Según dicha teoría, acuñada por la filósofa Montserrat Nebrera, en el afán de crear vínculos con sus hijos, los padres les ofrecen "todo", incluida la resolución de problemas. A la larga, esos jóvenes se vuelven intolerantes a la crítica y las frustraciones, además de emocionalmente inestables.
Esto de ninguna manera significa que los padres deban volver a prácticas antiguas, violentas y autoritarias, sino simplemente darles una buena guía para convertirse en adultos.
En este sentido, la comunicación es clave: escúchalo, comparte tus propias experiencias, castiga cuando sea necesario (nunca con violencia) y muéstrale que los obstáculos son superables.

Luchas de los adolescentes
- Cambios de humor
- Drama amistoso
- Sermones paternos
- Primer amor
- Incertidumbre sobre el futuro
- Primer corazón roto
- Preocupación por lo que dicen los demás
- Presión social
- Presión académica
Labor como padre
- Sé un padre y un amigo
- Asiste a los eventos escolares
- Evita burlarte de tus hijos
- Crea una estructura
- Motiva el autocuidado
- Cálmate y piensa
- Pasa tiempo con tu familia
- Comunícate con empatía
- Motívalo a buscar un trabajo durante las vacaciones

Acciones
Los adolescentes que no manejan sus frustraciones pueden tener problemas serios tanto en casa como en la escuela. Como padre no debes ignorar el problema, sino tratarlo inmediatamente:
- Muestra empatía: trata de entender de dónde viene su frustración.
- Sé consecuente: establece los límites y las expectativas. Por ejemplo, dile qué sucederá si se pasa de su hora de llegada y cumple. Lo harás más difícil si cambias las reglas constantemente.
- Pide tiempo fuera: durante una conversación acalorada, toma pausas para calmarte y no explotar. Nunca abordes temas "sensibles", como permisos o tiempos en redes sociales, mientras están en una discusión.

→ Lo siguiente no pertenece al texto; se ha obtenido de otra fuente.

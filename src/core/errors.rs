// src/core/errors.rs

//! Error types for SpinelDB: the original KV-store error (`SpinelDBError`,
//! still used by every command/storage/replication module retained from the
//! teacher) and the warden-scoped `SentinelError` (§7 of the specification).
//!
//! Warden's failures are not transport-level: a transient link failure is
//! logged and retried (§4.2), a malformed INFO reply is silently ignored
//! (the next tick retries), and only admin-facing operations (address
//! validation, duplicate instance creation, config rewrite) surface an error
//! to the caller.

use std::error::Error as StdError;
use std::num::{ParseFloatError, ParseIntError};
use std::sync::Arc;
use thiserror::Error;

/// The main error enum for the retained KV-store code: every possible
/// failure within command execution, storage, replication, and the
/// cluster bus. Using `thiserror` allows for clean error definitions and
/// automatic `From` trait implementations.
#[derive(Error, Debug)]
pub enum SpinelDBError {
    #[error("IO Error: {0}")]
    Io(Arc<std::io::Error>),

    #[error("Incomplete data in stream")]
    IncompleteData,

    #[error("IO Error: {0}")]
    IoString(String),

    #[error("HTTP client error: {0}")]
    HttpClientError(String),

    #[error("Unknown command '{0}'")]
    UnknownCommand(String),

    #[error("Syntax error")]
    SyntaxError,

    #[error("Wrong number of arguments for '{0}' command")]
    WrongArgumentCount(String),

    #[error("WRONGTYPE Operation against a key holding the wrong kind of value")]
    WrongType,

    #[error("Value is not an integer or out of range")]
    NotAnInteger,

    #[error("value is not a valid float")]
    NotAFloat,

    #[error("Increment or decrement would overflow")]
    Overflow,

    #[error("Key not found")]
    KeyNotFound,

    #[error("Key already exists")]
    KeyExists,

    #[error("NOAUTH Authentication required")]
    AuthRequired,

    #[error("NOPERmission command not allowed")]
    NoPermission,

    #[error("Invalid request: {0}")]
    InvalidRequest(String),

    #[error("Security violation: {0}")]
    SecurityViolation(String),

    #[error("WRONGPASS invalid password")]
    InvalidPassword,

    #[error("Command not allowed in the current state: {0}")]
    InvalidState(String),

    #[error("Transaction aborted (WATCH failed)")]
    TransactionAborted,

    #[error("OOM command not allowed when used memory > 'maxmemory'")]
    MaxMemoryReached,

    #[error("READONLY {0}")]
    ReadOnly(String),

    #[error("Persistence Error: {0}")]
    AofError(String),

    #[error("Replication Error: {0}")]
    ReplicationError(String),

    #[error("Locking Error: {0}")]
    LockingError(String),

    #[error("Migration Error: {0}")]
    MigrationError(String),

    #[error("Internal Server Error: {0}")]
    Internal(String),

    #[error("-NOGROUP No such consumer group")]
    ConsumerGroupNotFound,

    #[error("Could not REPLICATE: replication loop detected")]
    ReplicationLoopDetected,

    #[error("Script timed out")]
    ScriptTimeout,

    // --- Cluster-specific errors ---
    /// A redirect error indicating that a key/slot has moved to a different node.
    #[error("MOVED {slot} {addr}")]
    Moved { slot: u16, addr: String },

    /// A temporary redirect error for a slot that is currently being migrated.
    #[error("ASK {slot} {addr}")]
    Ask { slot: u16, addr: String },

    /// A multi-key command was attempted on keys in different slots.
    #[error("CROSSSLOT Keys in request don't hash to the same slot")]
    CrossSlot,

    /// An error indicating that the cluster is down or a slot is unassigned.
    #[error("CLUSTERDOWN {0}")]
    ClusterDown(String),
}

// Manual implementation of Clone because `std::io::Error` is not cloneable.
// We wrap it in an Arc to allow for cheap, shared cloning.
impl Clone for SpinelDBError {
    fn clone(&self) -> Self {
        match self {
            SpinelDBError::Io(e) => SpinelDBError::Io(Arc::clone(e)),
            SpinelDBError::IncompleteData => SpinelDBError::IncompleteData,
            SpinelDBError::IoString(s) => SpinelDBError::IoString(s.clone()),
            SpinelDBError::HttpClientError(s) => SpinelDBError::HttpClientError(s.clone()),
            SpinelDBError::UnknownCommand(s) => SpinelDBError::UnknownCommand(s.clone()),
            SpinelDBError::SyntaxError => SpinelDBError::SyntaxError,
            SpinelDBError::WrongArgumentCount(s) => SpinelDBError::WrongArgumentCount(s.clone()),
            SpinelDBError::WrongType => SpinelDBError::WrongType,
            SpinelDBError::NotAnInteger => SpinelDBError::NotAnInteger,
            SpinelDBError::NotAFloat => SpinelDBError::NotAFloat,
            SpinelDBError::Overflow => SpinelDBError::Overflow,
            SpinelDBError::KeyNotFound => SpinelDBError::KeyNotFound,
            SpinelDBError::KeyExists => SpinelDBError::KeyExists,
            SpinelDBError::AuthRequired => SpinelDBError::AuthRequired,
            SpinelDBError::NoPermission => SpinelDBError::NoPermission,
            SpinelDBError::InvalidRequest(s) => SpinelDBError::InvalidRequest(s.clone()),
            SpinelDBError::SecurityViolation(s) => SpinelDBError::SecurityViolation(s.clone()),
            SpinelDBError::InvalidPassword => SpinelDBError::InvalidPassword,
            SpinelDBError::InvalidState(s) => SpinelDBError::InvalidState(s.clone()),
            SpinelDBError::TransactionAborted => SpinelDBError::TransactionAborted,
            SpinelDBError::MaxMemoryReached => SpinelDBError::MaxMemoryReached,
            SpinelDBError::ReadOnly(s) => SpinelDBError::ReadOnly(s.clone()),
            SpinelDBError::AofError(s) => SpinelDBError::AofError(s.clone()),
            SpinelDBError::ReplicationError(s) => SpinelDBError::ReplicationError(s.clone()),
            SpinelDBError::LockingError(s) => SpinelDBError::LockingError(s.clone()),
            SpinelDBError::MigrationError(s) => SpinelDBError::MigrationError(s.clone()),
            SpinelDBError::Internal(s) => SpinelDBError::Internal(s.clone()),
            SpinelDBError::ConsumerGroupNotFound => SpinelDBError::ConsumerGroupNotFound,
            SpinelDBError::ReplicationLoopDetected => SpinelDBError::ReplicationLoopDetected,
            SpinelDBError::ScriptTimeout => SpinelDBError::ScriptTimeout,
            SpinelDBError::Moved { slot, addr } => SpinelDBError::Moved {
                slot: *slot,
                addr: addr.clone(),
            },
            SpinelDBError::Ask { slot, addr } => SpinelDBError::Ask {
                slot: *slot,
                addr: addr.clone(),
            },
            SpinelDBError::CrossSlot => SpinelDBError::CrossSlot,
            SpinelDBError::ClusterDown(s) => SpinelDBError::ClusterDown(s.clone()),
        }
    }
}

impl PartialEq for SpinelDBError {
    fn eq(&self, other: &Self) -> bool {
        match (self, other) {
            (SpinelDBError::Io(e1), SpinelDBError::Io(e2)) => e1.to_string() == e2.to_string(),
            (SpinelDBError::IoString(s1), SpinelDBError::IoString(s2)) => s1 == s2,
            (SpinelDBError::HttpClientError(s1), SpinelDBError::HttpClientError(s2)) => s1 == s2,
            (SpinelDBError::UnknownCommand(s1), SpinelDBError::UnknownCommand(s2)) => s1 == s2,
            (SpinelDBError::WrongArgumentCount(s1), SpinelDBError::WrongArgumentCount(s2)) => {
                s1 == s2
            }
            (SpinelDBError::InvalidRequest(s1), SpinelDBError::InvalidRequest(s2)) => s1 == s2,
            (SpinelDBError::SecurityViolation(s1), SpinelDBError::SecurityViolation(s2)) => {
                s1 == s2
            }
            (SpinelDBError::InvalidState(s1), SpinelDBError::InvalidState(s2)) => s1 == s2,
            (SpinelDBError::ReadOnly(s1), SpinelDBError::ReadOnly(s2)) => s1 == s2,
            (SpinelDBError::AofError(s1), SpinelDBError::AofError(s2)) => s1 == s2,
            (SpinelDBError::ReplicationError(s1), SpinelDBError::ReplicationError(s2)) => s1 == s2,
            (SpinelDBError::LockingError(s1), SpinelDBError::LockingError(s2)) => s1 == s2,
            (SpinelDBError::MigrationError(s1), SpinelDBError::MigrationError(s2)) => s1 == s2,
            (SpinelDBError::Internal(s1), SpinelDBError::Internal(s2)) => s1 == s2,
            (SpinelDBError::ClusterDown(s1), SpinelDBError::ClusterDown(s2)) => s1 == s2,
            (
                SpinelDBError::Moved { slot: s1, addr: a1 },
                SpinelDBError::Moved { slot: s2, addr: a2 },
            ) => s1 == s2 && a1 == a2,
            (
                SpinelDBError::Ask { slot: s1, addr: a1 },
                SpinelDBError::Ask { slot: s2, addr: a2 },
            ) => s1 == s2 && a1 == a2,
            (SpinelDBError::ConsumerGroupNotFound, SpinelDBError::ConsumerGroupNotFound) => true,
            (SpinelDBError::ReplicationLoopDetected, SpinelDBError::ReplicationLoopDetected) => {
                true
            }
            (SpinelDBError::KeyExists, SpinelDBError::KeyExists) => true,
            (SpinelDBError::TransactionAborted, SpinelDBError::TransactionAborted) => true,
            _ => core::mem::discriminant(self) == core::mem::discriminant(other),
        }
    }
}

impl From<std::io::Error> for SpinelDBError {
    fn from(e: std::io::Error) -> Self {
        SpinelDBError::Io(Arc::new(e))
    }
}

impl From<reqwest::Error> for SpinelDBError {
    fn from(e: reqwest::Error) -> Self {
        SpinelDBError::HttpClientError(e.to_string())
    }
}

impl From<uuid::Error> for SpinelDBError {
    fn from(e: uuid::Error) -> Self {
        SpinelDBError::Internal(format!("Failed to generate UUID: {e}"))
    }
}

impl From<std::str::Utf8Error> for SpinelDBError {
    fn from(_: std::str::Utf8Error) -> Self {
        SpinelDBError::WrongType
    }
}

impl From<std::string::FromUtf8Error> for SpinelDBError {
    fn from(_: std::string::FromUtf8Error) -> Self {
        SpinelDBError::WrongType
    }
}

impl From<String> for SpinelDBError {
    fn from(s: String) -> Self {
        SpinelDBError::IoString(s)
    }
}

impl From<ParseIntError> for SpinelDBError {
    fn from(_: ParseIntError) -> Self {
        SpinelDBError::NotAnInteger
    }
}

impl From<ParseFloatError> for SpinelDBError {
    fn from(_: ParseFloatError) -> Self {
        SpinelDBError::NotAFloat
    }
}

impl From<mlua::Error> for SpinelDBError {
    fn from(e: mlua::Error) -> Self {
        let mut source: Option<&(dyn StdError + 'static)> = e.source();
        while let Some(err) = source {
            if let Some(ignis_err) = err.downcast_ref::<SpinelDBError>() {
                return ignis_err.clone();
            }
            source = err.source();
        }
        SpinelDBError::Internal(format!("Lua error: {e}"))
    }
}

impl From<serde_json::Error> for SpinelDBError {
    fn from(e: serde_json::Error) -> Self {
        SpinelDBError::Internal(format!("JSON serialization/deserialization error: {e}"))
    }
}

/// Warden's own error type (§7): admin-facing operations and internal
/// monitoring failures that must never propagate past the tick handler.
#[derive(Error, Debug, Clone)]
pub enum SentinelError {
    #[error("invalid address: {0}")]
    AddressInvalid(String),

    #[error("instance already monitored: {0}")]
    DuplicateInstance(String),

    #[error("no such master with that name")]
    UnknownInstance,

    #[error("IO error: {0}")]
    Io(Arc<std::io::Error>),

    #[error("protocol error: {0}")]
    ProtocolError(String),

    #[error("incomplete data in stream")]
    IncompleteData,

    #[error("syntax error")]
    SyntaxError,

    #[error("failed to rewrite configuration: {0}")]
    ConfigRewrite(String),

    #[error("failed to parse configuration: {0}")]
    ConfigParse(String),

    #[error("script error: {0}")]
    Script(String),

    #[error("{0}")]
    Admin(String),
}

impl From<std::io::Error> for SentinelError {
    fn from(e: std::io::Error) -> Self {
        SentinelError::Io(Arc::new(e))
    }
}

impl From<SentinelError> for super::protocol::RespFrame {
    fn from(e: SentinelError) -> Self {
        super::protocol::RespFrame::Error(format!("ERR {e}"))
    }
}
// src/core/commands/string/setex.rs

use super::set::{Set, SetCondition, TtlOption};
use crate::core::commands::command_spec::CommandSpec;
use crate::core::commands::command_trait::{
    CommandFlags, ExecutableCommand, ParseCommand, WriteOutcome,
};
use crate::core::commands::helpers::{extract_bytes, extract_string, validate_arg_count};
use crate::core::database::ExecutionContext;
use crate::core::protocol::RespFrame;
use crate::core::{RespValue, SpinelDBError};
use async_trait::async_trait;
use bytes::Bytes;

#[derive(Debug, Clone, Default)]
pub struct SetEx {
    pub key: Bytes,
    pub seconds: u64,
    pub value: Bytes,
}

impl ParseCommand for SetEx {
    fn parse(args: &[RespFrame]) -> Result<Self, SpinelDBError> {
        validate_arg_count(args, 3, "SETEX")?;
        let seconds = extract_string(&args[1])?.parse::<u64>()?;
        if seconds == 0 {
            return Err(SpinelDBError::InvalidState(
                "invalid expire time in SETEX".into(),
            ));
        }
        Ok(SetEx {
            key: extract_bytes(&args[0])?,
            seconds,
            value: extract_bytes(&args[2])?,
        })
    }
}

#[async_trait]
impl ExecutableCommand for SetEx {
    async fn execute<'a>(
        &self,
        ctx: &mut ExecutionContext<'a>,
    ) -> Result<(RespValue, WriteOutcome), SpinelDBError> {
        // Delegasikan eksekusi ke perintah Set yang lebih generik.
        let set_cmd = Set {
            key: self.key.clone(),
            value: self.value.clone(),
            ttl: TtlOption::Seconds(self.seconds),
            condition: SetCondition::None,
            get: false,
        };
        set_cmd.execute(ctx).await
    }
}

// Implementasi CommandSpec tidak berubah.
impl CommandSpec for SetEx {
    fn name(&self) -> &'static str {
        "setex"
    }
    fn arity(&self) -> i64 {
        4
    }
    fn flags(&self) -> CommandFlags {
        CommandFlags::WRITE | CommandFlags::DENY_OOM | CommandFlags::MOVABLEKEYS
    }
    fn first_key(&self) -> i64 {
        1
    }
    fn last_key(&self) -> i64 {
        1
    }
    fn step(&self) -> i64 {
        1
    }
    fn get_keys(&self) -> Vec<Bytes> {
        vec![self.key.clone()]
    }
    fn to_resp_args(&self) -> Vec<Bytes> {
        vec![
            self.key.clone(),
            self.seconds.to_string().into(),
            self.value.clone(),
        ]
    }
}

- Ayúdale a procesar: enséñale que las frustraciones son parte de la vida y dale ejemplo de las herramientas para lidiar con ellas: hacer ejercicio, salir a tomar aire, escribir en un diario, etc.

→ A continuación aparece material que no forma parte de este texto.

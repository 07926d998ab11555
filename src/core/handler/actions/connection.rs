// src/core/handler/actions/connection.rs

use crate::connection::SessionState;
use crate::core::commands::generic::{Replconf, Select};
use crate::core::handler::command_router::RouteResponse;
use crate::core::state::ServerState;
use crate::core::{RespValue, SpinelDBError};
use std::net::SocketAddr;
use std::sync::Arc;
use std::time::Instant;

pub async fn handle_select(
    cmd: Select,
    session: &mut SessionState,
    state: &Arc<ServerState>,
    session_id: u64,
) -> Result<RouteResponse, SpinelDBError> {
    let max_dbs = state.config.lock().await.databases;
    if cmd.db_index >= max_dbs {
        return Ok(RouteResponse::Single(RespValue::Error(
            "ERR DB index out of range".to_string(),
        )));
    }
    session.current_db_index = cmd.db_index;
    if let Some(client_info) = state.clients.get(&session_id) {
        client_info.value().0.lock().await.db_index = cmd.db_index;
    }
    Ok(RouteResponse::Single(RespValue::SimpleString("OK".into())))
}

pub async fn handle_replconf(
    cmd: &Replconf,
    state: &Arc<ServerState>,
    addr: &SocketAddr,
) -> Result<RouteResponse, SpinelDBError> {
    if cmd
        .args
        .first()
        .is_some_and(|a| a.eq_ignore_ascii_case("ack"))
        && let Some(offset_str) = cmd.args.get(1)
        && let Ok(offset) = offset_str.parse::<u64>()
        && let Some(mut replica_state) = state.replica_states.get_mut(addr)
    {
        replica_state.value_mut().ack_offset = offset;
        replica_state.value_mut().last_ack_time = Instant::now();
    }
    Ok(RouteResponse::Single(RespValue::SimpleString("OK".into())))
}
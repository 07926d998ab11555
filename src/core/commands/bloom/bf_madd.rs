// src/core/commands/bloom/bf_madd.rs

use crate::core::commands::command_spec::CommandSpec;
use crate::core::commands::command_trait::{
    CommandFlags, ExecutableCommand, ParseCommand, WriteOutcome,
};
use crate::core::commands::helpers::extract_bytes;
use crate::core::database::ExecutionContext;
use crate::core::protocol::RespFrame;
use crate::core::storage::bloom::BloomFilter;
use crate::core::storage::data_types::{DataValue, StoredValue};
use crate::core::{RespValue, SpinelDBError};
use async_trait::async_trait;
use bytes::Bytes;

/// Implements the `BF.MADD` command, used to add multiple items to a Bloom filter.
///
/// If the Bloom filter specified by the key does not exist, it is implicitly
/// created with default parameters (capacity 100, error rate 0.01).
#[derive(Debug, Clone, Default)]
pub struct BfMAdd {
    /// The key of the Bloom filter.
    pub key: Bytes,
    /// The items to add to the Bloom filter.
    pub items: Vec<Bytes>,
}

impl ParseCommand for BfMAdd {
    /// Parses the arguments for the `BF.MADD` command.
    ///
    /// Expects at least two arguments: `key` and one or more `item`s.
    fn parse(args: &[RespFrame]) -> Result<Self, SpinelDBError> {
        if args.len() < 2 {
            return Err(SpinelDBError::WrongArgumentCount("BF.MADD".to_string()));
        }
        let key = extract_bytes(&args[0])?;
        let items = args[1..]
            .iter()
            .map(extract_bytes)
            .collect::<Result<Vec<Bytes>, _>>()?;

        Ok(BfMAdd { key, items })
    }
}

#[async_trait]
impl ExecutableCommand for BfMAdd {
    /// Executes the `BF.MADD` command.
    ///
    /// Adds the specified items to the Bloom filter. If the Bloom filter does not
    /// exist, it is created implicitly with default parameters.
    /// Returns an array of integers, where each integer is 1 if the corresponding
    /// item was added, and 0 if it was already present.
    async fn execute<'a>(
        &self,
        ctx: &mut ExecutionContext<'a>,
    ) -> Result<(RespValue, WriteOutcome), SpinelDBError> {
        let (_shard, shard_cache_guard) = ctx.get_single_shard_context_mut()?;
        let entry = shard_cache_guard.get_or_insert_with_mut(self.key.clone(), || {
            // Create with default error rate (0.01) and capacity (100) if not exists
            let bf = BloomFilter::new(100, 0.01);
            StoredValue::new(DataValue::BloomFilter(Box::new(bf)))
        });

        if let DataValue::BloomFilter(ref mut bf) = entry.data {
            let mut results = Vec::with_capacity(self.items.len());
            let mut changed = false;
            for item in &self.items {
                if bf.add(item) {
                    results.push(RespValue::Integer(1));
                    changed = true;
                } else {
                    results.push(RespValue::Integer(0));
                }
            }

            if changed {
                entry.version = entry.version.wrapping_add(1);
                Ok((
                    RespValue::Array(results),
                    WriteOutcome::Write { keys_modified: 1 },
                ))
            } else {
                Ok((RespValue::Array(results), WriteOutcome::DidNotWrite))
            }
        } else {
            Err(SpinelDBError::WrongType)
        }
    }
}

impl CommandSpec for BfMAdd {
    fn name(&self) -> &'static str {
        "bf.madd"
    }
    fn arity(&self) -> i64 {
        -3
    }
    fn flags(&self) -> CommandFlags {
        CommandFlags::WRITE | CommandFlags::DENY_OOM | CommandFlags::MOVABLEKEYS
    }
    fn first_key(&self) -> i64 {
        1
    }
    fn last_key(&self) -> i64 {
        1
    }
    fn step(&self) -> i64 {
        1
    }
    fn get_keys(&self) -> Vec<Bytes> {
        vec![self.key.clone()]
    }
    fn to_resp_args(&self) -> Vec<Bytes> {
        let mut args = Vec::with_capacity(1 + self.items.len());
        args.push(self.key.clone());
        args.extend(self.items.clone());
        args
    }
}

- Analiza el origen: las frustraciones suelen tener trasfondos como la tristeza, la culpa o la vergüenza.
- Busca ayuda: pide consejo a otros padres o a algún profesional.

Dales una mano
- Como padre, debes fomentar en tus hijos algunas habilidades que les ayudarán para toda la vida:
- Planeación: capacidad de establecer y concretar sus metas y planes.
- Concentración: habilidad de concentrarse en determinado objetivo.
- Autocontrol: controlar la forma cómo respondemos a las emociones y situaciones estresantes.
- Conciencia: no solo ver lo que sucede en el mundo, sino tratar de empatizar con ello.
- Flexibilidad: capacidad de adaptarse a todas las situaciones.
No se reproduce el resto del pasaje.